Work to be completed: Starting with the line that contains "Preprocessor::new(224, InputLayout::Nhwc)", copy out each line through the end of the entries below, exactly as written, and nothing else.

Source information:

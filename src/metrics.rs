//! Inference statistics for the classifier session.

use std::sync::atomic::{AtomicU64, Ordering};
use std::sync::{Arc, RwLock};
use std::time::{Duration, Instant};
use tracing::info;

/// Metrics collector for predictions
pub struct InferenceMetrics {
    /// Predict requests that passed the model-ready check
    pub predictions_requested: AtomicU64,
    /// Predictions rendered as a ranked list
    pub predictions_completed: AtomicU64,
    /// Predictions that ended in an error entry
    pub predictions_failed: AtomicU64,
    /// Predict requests refused because no model was loaded
    pub predictions_rejected: AtomicU64,
    /// Finished inferences superseded before they could be shown
    pub stale_results: AtomicU64,
    /// Images selected
    pub images_selected: AtomicU64,
    /// Inference times (in microseconds)
    inference_times: RwLock<Vec<u64>>,
    /// Top-1 confidence distribution buckets
    confidence_buckets: RwLock<[u64; 10]>,
    /// Start time for rate calculation
    start_time: Instant,
}

impl InferenceMetrics {
    /// Create a new metrics collector
    pub fn new() -> Self {
        Self {
            predictions_requested: AtomicU64::new(0),
            predictions_completed: AtomicU64::new(0),
            predictions_failed: AtomicU64::new(0),
            predictions_rejected: AtomicU64::new(0),
            stale_results: AtomicU64::new(0),
            images_selected: AtomicU64::new(0),
            inference_times: RwLock::new(Vec::with_capacity(256)),
            confidence_buckets: RwLock::new([0; 10]),
            start_time: Instant::now(),
        }
    }

    pub fn record_request(&self) {
        self.predictions_requested.fetch_add(1, Ordering::Relaxed);
    }

    pub fn record_rejected(&self) {
        self.predictions_rejected.fetch_add(1, Ordering::Relaxed);
    }

    pub fn record_image(&self) {
        self.images_selected.fetch_add(1, Ordering::Relaxed);
    }

    pub fn record_stale(&self) {
        self.stale_results.fetch_add(1, Ordering::Relaxed);
    }

    pub fn record_failure(&self) {
        self.predictions_failed.fetch_add(1, Ordering::Relaxed);
    }

    /// Record a rendered prediction
    pub fn record_prediction(&self, inference_time: Duration, top1: Option<f32>) {
        self.predictions_completed.fetch_add(1, Ordering::Relaxed);

        if let Ok(mut times) = self.inference_times.write() {
            times.push(inference_time.as_micros() as u64);
            // Keep only last 10000 for memory efficiency
            if times.len() > 10000 {
                times.drain(0..5000);
            }
        }

        if let Some(confidence) = top1 {
            let bucket = (confidence.clamp(0.0, 1.0) * 10.0).min(9.0) as usize;
            if let Ok(mut buckets) = self.confidence_buckets.write() {
                buckets[bucket] += 1;
            }
        }
    }

    /// Get inference time statistics
    pub fn get_inference_stats(&self) -> InferenceStats {
        let Ok(times) = self.inference_times.read() else {
            return InferenceStats::default();
        };
        if times.is_empty() {
            return InferenceStats::default();
        }

        let mut sorted: Vec<u64> = times.clone();
        sorted.sort_unstable();

        let sum: u64 = sorted.iter().sum();
        let count = sorted.len();
        let percentile = |p: f64| sorted[((count as f64 * p) as usize).min(count - 1)];

        InferenceStats {
            count: count as u64,
            mean_us: sum / count as u64,
            p50_us: sorted[count / 2],
            p95_us: percentile(0.95),
            p99_us: percentile(0.99),
            max_us: sorted[count - 1],
        }
    }

    /// Get top-1 confidence distribution
    pub fn get_confidence_distribution(&self) -> [u64; 10] {
        self.confidence_buckets
            .read()
            .map(|buckets| *buckets)
            .unwrap_or_default()
    }

    /// Predictions completed per minute since start
    pub fn get_rate_per_minute(&self) -> f64 {
        let elapsed = self.start_time.elapsed().as_secs_f64();
        if elapsed > 0.0 {
            self.predictions_completed.load(Ordering::Relaxed) as f64 * 60.0 / elapsed
        } else {
            0.0
        }
    }

    /// Print summary statistics
    pub fn print_summary(&self) {
        let requested = self.predictions_requested.load(Ordering::Relaxed);
        let completed = self.predictions_completed.load(Ordering::Relaxed);
        let failed = self.predictions_failed.load(Ordering::Relaxed);
        let rejected = self.predictions_rejected.load(Ordering::Relaxed);
        let stale = self.stale_results.load(Ordering::Relaxed);
        let images = self.images_selected.load(Ordering::Relaxed);
        let timing = self.get_inference_stats();
        let distribution = self.get_confidence_distribution();

        info!("╔══════════════════════════════════════════════════════════════╗");
        info!("║              IMAGE CLASSIFIER - SESSION SUMMARY              ║");
        info!("╠══════════════════════════════════════════════════════════════╣");
        info!(
            "║ Images Selected: {:>6}  │  Predictions Requested: {:>6}     ║",
            images, requested
        );
        info!(
            "║ Completed: {:>6}  Failed: {:>6}  Rejected: {:>6}  Stale: {:>4} ║",
            completed, failed, rejected, stale
        );
        info!(
            "║ Rate: {:>6.1} predictions/min                                  ║",
            self.get_rate_per_minute()
        );
        info!("╠══════════════════════════════════════════════════════════════╣");
        info!(
            "║ Inference Time (μs): mean={:>7} p50={:>7} p95={:>7} max={:>7} ║",
            timing.mean_us, timing.p50_us, timing.p95_us, timing.max_us
        );
        info!("╠══════════════════════════════════════════════════════════════╣");
        info!("║ Top-1 Confidence Distribution:                               ║");
        let total: u64 = distribution.iter().sum();
        for (i, &count) in distribution.iter().enumerate() {
            let pct = if total > 0 { (count as f64 / total as f64) * 100.0 } else { 0.0 };
            let bar: String = "█".repeat(((pct / 5.0) as usize).min(20));
            info!(
                "║   {:.1}-{:.1}: {:>6} ({:>5.1}%) {}",
                i as f64 / 10.0,
                (i + 1) as f64 / 10.0,
                count,
                pct,
                bar
            );
        }
        info!("╚══════════════════════════════════════════════════════════════╝");
    }
}

impl Default for InferenceMetrics {
    fn default() -> Self {
        Self::new()
    }
}

/// Inference time statistics
#[derive(Debug, Default)]
pub struct InferenceStats {
    pub count: u64,
    pub mean_us: u64,
    pub p50_us: u64,
    pub p95_us: u64,
    pub p99_us: u64,
    pub max_us: u64,
}

/// Periodic metrics reporter
pub struct MetricsReporter {
    metrics: Arc<InferenceMetrics>,
    interval_secs: u64,
}

impl MetricsReporter {
    pub fn new(metrics: Arc<InferenceMetrics>, interval_secs: u64) -> Self {
        Self {
            metrics,
            interval_secs,
        }
    }

    /// Start the periodic reporting task
    pub async fn start(self) {
        let mut interval = tokio::time::interval(Duration::from_secs(self.interval_secs.max(1)));
        // The first tick completes immediately
        interval.tick().await;
        loop {
            interval.tick().await;
            self.metrics.print_summary();
        }
    }
}

#[cfg(test)]
mod tests {
    use super::*;

    #[test]
    fn test_metrics_recording() {
        let metrics = InferenceMetrics::new();

        metrics.record_request();
        metrics.record_request();
        metrics.record_prediction(Duration::from_micros(100), Some(0.95));
        metrics.record_failure();
        metrics.record_rejected();

        assert_eq!(metrics.predictions_requested.load(Ordering::Relaxed), 2);
        assert_eq!(metrics.predictions_completed.load(Ordering::Relaxed), 1);
        assert_eq!(metrics.predictions_failed.load(Ordering::Relaxed), 1);
        assert_eq!(metrics.predictions_rejected.load(Ordering::Relaxed), 1);
        assert_eq!(metrics.get_confidence_distribution()[9], 1);
    }

    #[test]
    fn test_inference_stats() {
        let metrics = InferenceMetrics::new();
        for us in [100, 200, 300, 400] {
            metrics.record_prediction(Duration::from_micros(us), None);
        }

        let stats = metrics.get_inference_stats();
        assert_eq!(stats.count, 4);
        assert_eq!(stats.mean_us, 250);
        assert_eq!(stats.p50_us, 300);
        assert_eq!(stats.max_us, 400);
        assert_eq!(metrics.get_confidence_distribution().iter().sum::<u64>(), 0);
    }

    #[test]
    fn test_empty_stats() {
        let stats = InferenceMetrics::new().get_inference_stats();
        assert_eq!(stats.count, 0);
        assert_eq!(stats.max_us, 0);
    }
}
//! Image Classifier Library
//!
//! Loads an ONNX image-classification model through a dynamically loaded
//! ONNX Runtime, classifies user-selected images and ranks the top-5 classes.

pub mod config;
pub mod error;
pub mod labels;
pub mod metrics;
pub mod models;
pub mod types;
pub mod ui;

pub use config::AppConfig;
pub use error::{BootstrapError, PredictionError};
pub use labels::ClassLabels;
pub use models::{Classifier, OnnxModelSource, OrtBootstrap};
pub use types::{Prediction, PredictionList, SelectedImage};
pub use ui::{App, Controller, TerminalView, UiEvent, View};
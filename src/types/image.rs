//! The image picked by the user

use base64::engine::general_purpose::STANDARD;
use base64::Engine;
use std::path::PathBuf;
use std::sync::Arc;

/// Raw file contents of the selected image. Decoding is deferred to prediction time.
#[derive(Debug, Clone)]
pub struct SelectedImage {
    /// Path the image was read from
    pub path: PathBuf,
    /// File bytes, shared with inference workers
    pub bytes: Arc<[u8]>,
}

impl SelectedImage {
    pub fn new(path: impl Into<PathBuf>, bytes: Vec<u8>) -> Self {
        Self {
            path: path.into(),
            bytes: bytes.into(),
        }
    }

    pub fn file_name(&self) -> String {
        self.path
            .file_name()
            .map(|name| name.to_string_lossy().into_owned())
            .unwrap_or_else(|| self.path.display().to_string())
    }

    /// MIME type sniffed from the file header
    pub fn mime_type(&self) -> &'static str {
        image::guess_format(&self.bytes)
            .map(|format| format.to_mime_type())
            .unwrap_or("application/octet-stream")
    }

    /// `data:<mime>;base64,<payload>` URL of the file
    pub fn data_url(&self) -> String {
        format!("data:{};base64,{}", self.mime_type(), STANDARD.encode(&self.bytes))
    }

    pub fn len(&self) -> usize {
        self.bytes.len()
    }

    pub fn is_empty(&self) -> bool {
        self.bytes.is_empty()
    }
}
//! ONNX Runtime classifier

use crate::labels::ClassLabels;
use crate::models::loader::LoadedModel;
use crate::models::preprocess::{ImageTensor, Preprocessor};
use crate::models::Classifier;
use anyhow::{Context, Result};
use ort::value::Tensor;
use std::sync::RwLock;
use tracing::{debug, warn};

/// Image classifier backed by one ONNX Runtime session
pub struct OnnxClassifier {
    /// Session needs exclusive access to run; wrapped for shared ownership
    model: RwLock<LoadedModel>,
    name: String,
    labels: ClassLabels,
    preprocessor: Preprocessor,
}

impl OnnxClassifier {
    pub fn new(model: LoadedModel, labels: ClassLabels, preprocessor: Preprocessor) -> Self {
        Self {
            name: model.name.clone(),
            model: RwLock::new(model),
            labels,
            preprocessor,
        }
    }
}

impl Classifier for OnnxClassifier {
    fn name(&self) -> &str {
        &self.name
    }

    fn preprocessor(&self) -> Preprocessor {
        self.preprocessor
    }

    fn labels(&self) -> &ClassLabels {
        &self.labels
    }

    fn classify(&self, input: &ImageTensor) -> Result<Vec<f32>> {
        let input_tensor = Tensor::from_array((input.shape_i64(), input.data.clone()))
            .context("Failed to create input tensor")?;

        let mut model = self
            .model
            .write()
            .map_err(|e| anyhow::anyhow!("Lock error: {}", e))?;
        let LoadedModel {
            session,
            input_name,
            output_name,
            ..
        } = &mut *model;

        let outputs = session
            .run(ort::inputs![input_name.as_str() => input_tensor])
            .context("Forward pass failed")?;

        let output = outputs
            .get(output_name.as_str())
            .with_context(|| format!("model produced no output named {}", output_name))?;
        let (shape, data) = output
            .try_extract_tensor::<f32>()
            .context("model output is not an f32 tensor")?;

        let dims: Vec<i64> = shape.iter().copied().collect();
        let probabilities = flatten_batch(&dims, data)?;

        if probabilities.len() != self.labels.len() {
            warn!(
                model = %self.name,
                outputs = probabilities.len(),
                labels = self.labels.len(),
                "Output size does not match label table"
            );
        }
        debug!(model = %self.name, outputs = probabilities.len(), "Forward pass complete");

        Ok(probabilities)
    }
}

/// Strip the batch dimension from a `[1, N]` or `[N]` output
pub fn flatten_batch(dims: &[i64], data: &[f32]) -> Result<Vec<f32>> {
    match dims {
        [n] if *n as usize == data.len() => Ok(data.to_vec()),
        [1, n] if *n as usize == data.len() => Ok(data.to_vec()),
        [batch, _] if *batch > 1 => anyhow::bail!("expected one batch row, got {}", batch),
        _ => anyhow::bail!("unexpected output shape {:?}", dims),
    }
}
//! Image to input tensor conversion
//!
//! Decodes the selected file, resizes it with nearest-neighbour sampling and
//! maps every channel value into `[-1, 1]` via `(p - 127.5) / 127.5`.

use crate::config::InputLayout;
use crate::error::PredictionError;
use image::RgbImage;

const OFFSET: f32 = 127.5;

/// Dense f32 tensor with a leading batch dimension of 1
#[derive(Debug, Clone, PartialEq)]
pub struct ImageTensor {
    pub shape: [usize; 4],
    pub data: Vec<f32>,
}

impl ImageTensor {
    pub fn shape_i64(&self) -> Vec<i64> {
        self.shape.iter().map(|&d| d as i64).collect()
    }
}

/// Preprocessing settings for one model
#[derive(Debug, Clone, Copy)]
pub struct Preprocessor {
    size: u32,
    layout: InputLayout,
}

impl Preprocessor {
    pub fn new(size: u32, layout: InputLayout) -> Self {
        Self { size, layout }
    }

    pub fn size(&self) -> u32 {
        self.size
    }

    /// Decode `bytes` and build the model input tensor
    pub fn tensor_from_bytes(&self, bytes: &[u8]) -> Result<ImageTensor, PredictionError> {
        let rgb = image::load_from_memory(bytes)?.to_rgb8();
        Ok(self.tensor_from_rgb(&rgb))
    }

    pub fn tensor_from_rgb(&self, rgb: &RgbImage) -> ImageTensor {
        let resized = resize_nearest(rgb, self.size, self.size);
        let side = self.size as usize;

        match self.layout {
            InputLayout::Nhwc => {
                let data = resized.as_raw().iter().map(|&p| normalize(p)).collect();
                ImageTensor {
                    shape: [1, side, side, 3],
                    data,
                }
            }
            InputLayout::Nchw => {
                let plane = side * side;
                let mut data = vec![0.0; plane * 3];
                for (i, pixel) in resized.pixels().enumerate() {
                    for c in 0..3 {
                        data[c * plane + i] = normalize(pixel[c]);
                    }
                }
                ImageTensor {
                    shape: [1, 3, side, side],
                    data,
                }
            }
        }
    }
}

fn normalize(p: u8) -> f32 {
    (p as f32 - OFFSET) / OFFSET
}

/// Nearest-neighbour resize without corner alignment or half-pixel centres:
/// destination `d` samples source `floor(d * in / out)`.
pub fn resize_nearest(src: &RgbImage, width: u32, height: u32) -> RgbImage {
    let (src_w, src_h) = src.dimensions();
    if (src_w, src_h) == (width, height) {
        return src.clone();
    }

    let scale_x = src_w as f64 / width as f64;
    let scale_y = src_h as f64 / height as f64;

    RgbImage::from_fn(width, height, |x, y| {
        let sx = ((x as f64 * scale_x).floor() as u32).min(src_w.saturating_sub(1));
        let sy = ((y as f64 * scale_y).floor() as u32).min(src_h.saturating_sub(1));
        *src.get_pixel(sx, sy)
    })
}
//! Test doubles for the view, the model and the startup collaborators

use crate::error::BootstrapError;
use crate::labels::ClassLabels;
use crate::models::{Classifier, ImageTensor, ModelSource, Preprocessor, RuntimeBootstrap, RuntimeHandle};
use crate::config::InputLayout;
use crate::types::{PredictionList, SelectedImage, StatusMessage};
use crate::ui::View;
use image::{DynamicImage, ImageFormat, Rgb, RgbImage};
use std::io::Cursor;
use std::path::PathBuf;
use std::sync::atomic::{AtomicUsize, Ordering};
use std::sync::{Arc, Mutex};

/// View that records every call
#[derive(Debug, Default)]
pub struct RecordingView {
    pub statuses: Vec<StatusMessage>,
    pub alerts: Vec<String>,
    pub previews: Vec<String>,
    pub lists: Vec<PredictionList>,
    pub predict_enabled: Vec<bool>,
}

impl RecordingView {
    pub fn last_entries(&self) -> Vec<String> {
        self.lists.last().map(PredictionList::entries).unwrap_or_default()
    }
}

impl View for RecordingView {
    fn show_status(&mut self, status: &StatusMessage) {
        self.statuses.push(status.clone());
    }

    fn alert(&mut self, message: &str) {
        self.alerts.push(message.to_string());
    }

    fn show_preview(&mut self, image: &SelectedImage) {
        self.previews.push(image.file_name());
    }

    fn render_list(&mut self, list: &PredictionList) {
        self.lists.push(list.clone());
    }

    fn set_predict_enabled(&mut self, enabled: bool) {
        self.predict_enabled.push(enabled);
    }
}

/// Classifier returning a fixed output vector
pub struct FakeClassifier {
    output: Result<Vec<f32>, String>,
    labels: ClassLabels,
    calls: AtomicUsize,
    last_shape: Mutex<Option<[usize; 4]>>,
}

impl FakeClassifier {
    pub fn new(output: Vec<f32>) -> Arc<Self> {
        let labels = ClassLabels::new((0..output.len()).map(|i| format!("clase_{}", i)).collect());
        Arc::new(Self {
            output: Ok(output),
            labels,
            calls: AtomicUsize::new(0),
            last_shape: Mutex::new(None),
        })
    }

    pub fn failing(message: &str) -> Arc<Self> {
        Arc::new(Self {
            output: Err(message.to_string()),
            labels: ClassLabels::default(),
            calls: AtomicUsize::new(0),
            last_shape: Mutex::new(None),
        })
    }

    pub fn calls(&self) -> usize {
        self.calls.load(Ordering::SeqCst)
    }

    pub fn last_input_shape(&self) -> Option<[usize; 4]> {
        *self.last_shape.lock().unwrap()
    }
}

impl Classifier for FakeClassifier {
    fn name(&self) -> &str {
        "fake"
    }

    fn preprocessor(&self) -> Preprocessor {
        Preprocessor::new(224, InputLayout::Nhwc)
    }

    fn labels(&self) -> &ClassLabels {
        &self.labels
    }

    fn classify(&self, input: &ImageTensor) -> anyhow::Result<Vec<f32>> {
        self.calls.fetch_add(1, Ordering::SeqCst);
        *self.last_shape.lock().unwrap() = Some(input.shape);
        self.output.clone().map_err(|message| anyhow::anyhow!(message))
    }
}

/// Bootstrap that succeeds or fails without touching the filesystem
pub struct FakeBootstrap {
    pub fail: bool,
    pub calls: Arc<AtomicUsize>,
}

impl RuntimeBootstrap for FakeBootstrap {
    async fn ensure(&self) -> Result<RuntimeHandle, BootstrapError> {
        self.calls.fetch_add(1, Ordering::SeqCst);
        if self.fail {
            Err(BootstrapError::MissingUrl(PathBuf::from("runtime/libonnxruntime.so")))
        } else {
            Ok(RuntimeHandle::Present(PathBuf::from("runtime/libonnxruntime.so")))
        }
    }
}

/// Model source handing out a prepared classifier, or an error
pub struct FakeSource {
    pub model: Option<Arc<FakeClassifier>>,
    pub calls: Arc<AtomicUsize>,
}

impl ModelSource for FakeSource {
    async fn load(&self) -> anyhow::Result<Arc<dyn Classifier>> {
        self.calls.fetch_add(1, Ordering::SeqCst);
        match &self.model {
            Some(model) => Ok(model.clone() as Arc<dyn Classifier>),
            None => anyhow::bail!("model file not found: model_kerasnative_v4/model.onnx"),
        }
    }
}

pub fn png_bytes(width: u32, height: u32) -> Vec<u8> {
    let img = RgbImage::from_fn(width, height, |x, y| Rgb([(x * 20) as u8, (y * 20) as u8, 128]));
    let mut buffer = Cursor::new(Vec::new());
    DynamicImage::ImageRgb8(img)
        .write_to(&mut buffer, ImageFormat::Png)
        .unwrap();
    buffer.into_inner()
}

pub fn png_image(width: u32, height: u32) -> SelectedImage {
    SelectedImage::new("test.png", png_bytes(width, height))
}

Response box:
        Preprocessor::new(224, InputLayout::Nhwc)
    }

    fn labels(&self) -> &ClassLabels {
        &self.labels
    }

    fn classify(&self, input: &ImageTensor) -> anyhow::Result<Vec<f32>> {
        self.calls.fetch_add(1, Ordering::SeqCst);
        *self.last_shape.lock().unwrap() = Some(input.shape);
        self.output.clone().map_err(|message| anyhow::anyhow!(message))
    }
}

/// Bootstrap that succeeds or fails without touching the filesystem
pub struct FakeBootstrap {
    pub fail: bool,
    pub calls: Arc<AtomicUsize>,
}

impl RuntimeBootstrap for FakeBootstrap {
    async fn ensure(&self) -> Result<RuntimeHandle, BootstrapError> {
        self.calls.fetch_add(1, Ordering::SeqCst);
        if self.fail {
            Err(BootstrapError::MissingUrl(PathBuf::from("runtime/libonnxruntime.so")))
        } else {
            Ok(RuntimeHandle::Present(PathBuf::from("runtime/libonnxruntime.so")))
        }
    }
}

/// Model source handing out a prepared classifier, or an error
pub struct FakeSource {
    pub model: Option<Arc<FakeClassifier>>,
    pub calls: Arc<AtomicUsize>,
}

impl ModelSource for FakeSource {
    async fn load(&self) -> anyhow::Result<Arc<dyn Classifier>> {
        self.calls.fetch_add(1, Ordering::SeqCst);
        match &self.model {
            Some(model) => Ok(model.clone() as Arc<dyn Classifier>),
            None => anyhow::bail!("model file not found: model_kerasnative_v4/model.onnx"),
        }
    }
}

pub fn png_bytes(width: u32, height: u32) -> Vec<u8> {
    let img = RgbImage::from_fn(width, height, |x, y| Rgb([(x * 20) as u8, (y * 20) as u8, 128]));
    let mut buffer = Cursor::new(Vec::new());
    DynamicImage::ImageRgb8(img)
        .write_to(&mut buffer, ImageFormat::Png)
        .unwrap();
    buffer.into_inner()
}

pub fn png_image(width: u32, height: u32) -> SelectedImage {
    SelectedImage::new("test.png", png_bytes(width, height))
}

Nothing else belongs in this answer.